Thanks Rex – Hope all is going well – anything I can do to help let me know
I was just wondering how many thousands of times that we have in our classes, or maybe just having a
conversation with someone, That relates to you that they are a good driver, and would really love to take there Corvette, Viper. Hemi Police Vehicle just to see how well the vehicle performs on the track, Never mind any orientation of what to expect from the facility on which they want to test the car.
I have found that once you get to know more about the individual, that he is just another average driver, or worse yet a self appointed expert. Talking to a instructor from the Richard Petty Driving Experience last week, he said he found that students from the Law Enforcement Community were below average, but a few were very good.
I have found that to be true also.
I am sure Tony that you know better than anyone, if the aforementioned statements have much merits.

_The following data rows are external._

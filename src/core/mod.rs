/*!
 * Core Module
 * Fundamental scheduling types, configuration and error handling
 */

pub mod config;
pub mod data_structures;
pub mod errors;
pub mod id;
pub mod limits;
pub mod sync;
pub mod types;

// Re-export for convenience
pub use config::SchedulerConfig;
pub use data_structures::InlineString;
pub use errors::*;
pub use id::{next_pid, Pid};
pub use types::*;
/*!
 * Task Module
 *
 * One-shot units of work and the completion handles that report on them.
 *
 * # Ownership
 *
 * The executor owns a submitted task for its whole run. Submitters hold a
 * `Completion`, which shares only the outcome with the task side; neither
 * side can observe the other after it is gone.
 */

mod completion;
mod job;
mod traits;

pub use completion::{Completer, Completion};
pub use job::{Job, JobOutcome};
pub use traits::{FnTask, Task, TaskFailure, TaskOptions};
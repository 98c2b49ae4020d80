/*!
 * Process Manager
 *
 * Holds a bounded set of named process runners and routes requests to them:
 * `queue` goes to the first runner (in creation order) that accepts the
 * process; pause/resume/terminate go to the runner hosting the PID or name.
 */

use super::process_runner::ProcessRunner;
use super::types::{RunnerConfig, RunnerStatus};
use crate::core::config::SchedulerConfig;
use crate::core::errors::{SchedResult, SchedulerError};
use crate::core::id::Pid;
use crate::core::types::hash_name;
use crate::process::ProcessEntry;
use parking_lot::RwLock;
use std::fmt;
use std::sync::Arc;
use tracing::{debug, error, info, warn};

/// Registry and router for process runners
pub struct ProcessManager {
    runners: RwLock<Vec<Arc<ProcessRunner>>>,
    max_runners: usize,
    defaults: SchedulerConfig,
}

impl ProcessManager {
    pub fn new(max_runners: usize) -> Self {
        Self::with_defaults(SchedulerConfig {
            max_runners,
            ..SchedulerConfig::default()
        })
    }

    /// Runners created by name take their settings from `defaults`
    pub fn with_defaults(defaults: SchedulerConfig) -> Self {
        Self {
            runners: RwLock::new(Vec::with_capacity(defaults.max_runners)),
            max_runners: defaults.max_runners,
            defaults,
        }
    }

    /// Create a runner with default settings
    ///
    /// Returns `None` with a warning if the name is taken or the manager
    /// already holds `max_runners` runners.
    pub fn create_runner(&self, name: &str) -> Option<Arc<ProcessRunner>> {
        self.create_runner_with(RunnerConfig::from_scheduler(name, &self.defaults))
    }

    pub fn create_runner_with(&self, config: RunnerConfig) -> Option<Arc<ProcessRunner>> {
        let mut runners = self.runners.write();
        if runners.len() >= self.max_runners {
            warn!(runner = %config.name, max = self.max_runners, "Cannot create runner, max runners reached");
            return None;
        }
        let hash = hash_name(&config.name);
        if runners.iter().any(|r| r.name_hash() == hash) {
            warn!(runner = %config.name, "Cannot create runner, already created");
            return None;
        }

        let runner = Arc::new(ProcessRunner::new(config));
        info!(runner = %runner.name(), "Runner created");
        runners.push(Arc::clone(&runner));
        Some(runner)
    }

    pub fn runner(&self, name: &str) -> Option<Arc<ProcessRunner>> {
        let hash = hash_name(name);
        self.runners
            .read()
            .iter()
            .find(|r| r.name_hash() == hash)
            .cloned()
    }

    pub fn runner_count(&self) -> usize {
        self.runners.read().len()
    }

    #[inline]
    pub fn max_runners(&self) -> usize {
        self.max_runners
    }

    /// Start every runner that has not been started yet
    pub fn start_runners(&self) -> SchedResult<()> {
        for runner in self.snapshot() {
            if runner.status() == RunnerStatus::NotStarted {
                runner.start()?;
            }
        }
        Ok(())
    }

    /// Post a stop to every runner without waiting
    pub fn stop_runners(&self) {
        for runner in self.snapshot() {
            if runner.status().is_ended() {
                continue;
            }
            if let Err(e) = runner.quit() {
                warn!(runner = %runner.name(), error = %e, "Failed to post stop");
            }
        }
    }

    /// Stop every runner and join the started ones; false if any failed
    pub fn stop_runners_and_wait(&self) -> bool {
        self.stop_runners();
        let mut clean = true;
        for runner in self.snapshot() {
            if matches!(
                runner.status(),
                RunnerStatus::NotStarted | RunnerStatus::FailedToStart
            ) {
                continue;
            }
            match runner.join() {
                Ok(status) => info!(runner = %runner.name(), status = %status, "Runner stopped"),
                // already joined
                Err(SchedulerError::NotRunning(_)) => {}
                Err(e) => {
                    error!(runner = %runner.name(), error = %e, "Runner did not stop cleanly");
                    clean = false;
                }
            }
        }
        clean
    }

    /// Queue on the first runner that accepts the process
    ///
    /// A runner that refuses the process after `accepts()` said yes (it
    /// filled up or stopped in between) passes it on to the next one. If
    /// every candidate refused, the last refusal is returned.
    pub fn queue(&self, entry: ProcessEntry) -> SchedResult<Pid> {
        let mut entry = entry;
        let mut refused = None;
        for runner in self.snapshot() {
            if !runner.accepts(&entry) {
                continue;
            }
            match runner.offer(entry) {
                Ok(pid) => return Ok(pid),
                Err((error, Some(returned))) => {
                    debug!(runner = %runner.name(), pid = %returned.pid(), error = %error, "Runner refused process; trying next");
                    refused = Some(error);
                    entry = returned;
                }
                Err((error, None)) => return Err(error),
            }
        }

        if let Some(error) = refused {
            return Err(error);
        }
        warn!(pid = %entry.pid(), mask = %entry.mask(), "No runner accepts process");
        Err(SchedulerError::NoRunnerAccepts(
            format!("{} ({})", entry.pid(), entry.name()).into(),
        ))
    }

    pub fn pause(&self, pid: Pid) -> SchedResult<()> {
        self.hosting(pid)?.pause(pid)
    }

    pub fn pause_named(&self, name: &str) -> SchedResult<()> {
        self.hosting_named(name)?.pause_named(name)
    }

    pub fn resume(&self, pid: Pid) -> SchedResult<()> {
        self.hosting(pid)?.resume(pid)
    }

    pub fn resume_named(&self, name: &str) -> SchedResult<()> {
        self.hosting_named(name)?.resume_named(name)
    }

    pub fn terminate(&self, pid: Pid) -> SchedResult<()> {
        self.hosting(pid)?.terminate(pid)
    }

    pub fn terminate_named(&self, name: &str) -> SchedResult<()> {
        self.hosting_named(name)?.terminate_named(name)
    }

    /// Terminate every process on every runner
    pub fn terminate_all(&self) {
        for runner in self.snapshot() {
            if let Err(e) = runner.terminate_all() {
                warn!(runner = %runner.name(), error = %e, "Failed to post terminate-all");
            }
        }
    }

    pub fn has_process(&self, pid: Pid) -> bool {
        self.runners.read().iter().any(|r| r.has_process(pid))
    }

    fn hosting(&self, pid: Pid) -> SchedResult<Arc<ProcessRunner>> {
        self.runners
            .read()
            .iter()
            .find(|r| r.has_process(pid))
            .cloned()
            .ok_or_else(|| {
                warn!(pid = %pid, "No runner hosts process");
                SchedulerError::NotFound(pid.to_string().into())
            })
    }

    fn hosting_named(&self, name: &str) -> SchedResult<Arc<ProcessRunner>> {
        self.runners
            .read()
            .iter()
            .find(|r| r.has_process_named(name))
            .cloned()
            .ok_or_else(|| {
                warn!(name, "No runner hosts process");
                SchedulerError::NotFound(name.into())
            })
    }

    /// Release the lock before calling into runners
    fn snapshot(&self) -> Vec<Arc<ProcessRunner>> {
        self.runners.read().clone()
    }
}

impl Drop for ProcessManager {
    fn drop(&mut self) {
        self.stop_runners_and_wait();
    }
}

impl fmt::Debug for ProcessManager {
    fn fmt(&self, f: &mut fmt::Formatter<'_>) -> fmt::Result {
        f.debug_struct("ProcessManager")
            .field("runners", &self.runner_count())
            .field("max_runners", &self.max_runners)
            .finish()
    }
}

I take it from the last post that Richard Petty driving experience is track based, I have also had experience on track based training at Brands Hatch UK. The instructor very quickly picked up on the pull push wheel technique and labelled me emergency driver. Correct, I produced a safe drive and average on track. Oh so simple when nothing coming the other way! No road furniture, pedestrians or gun wielding hostiles, not usually found on a track. Horses for courses. As a huge fan of bike racing, how many top racers do not have a licence for the road, in their words, much too dangerous! Track driving is as individual and specialised as road related emergency/anti-hijack techniques, lets keep them in the right corner.
Mr. Baker, I am impressed with your client. A guy who does a ride-alongwith his driver is an above-average client.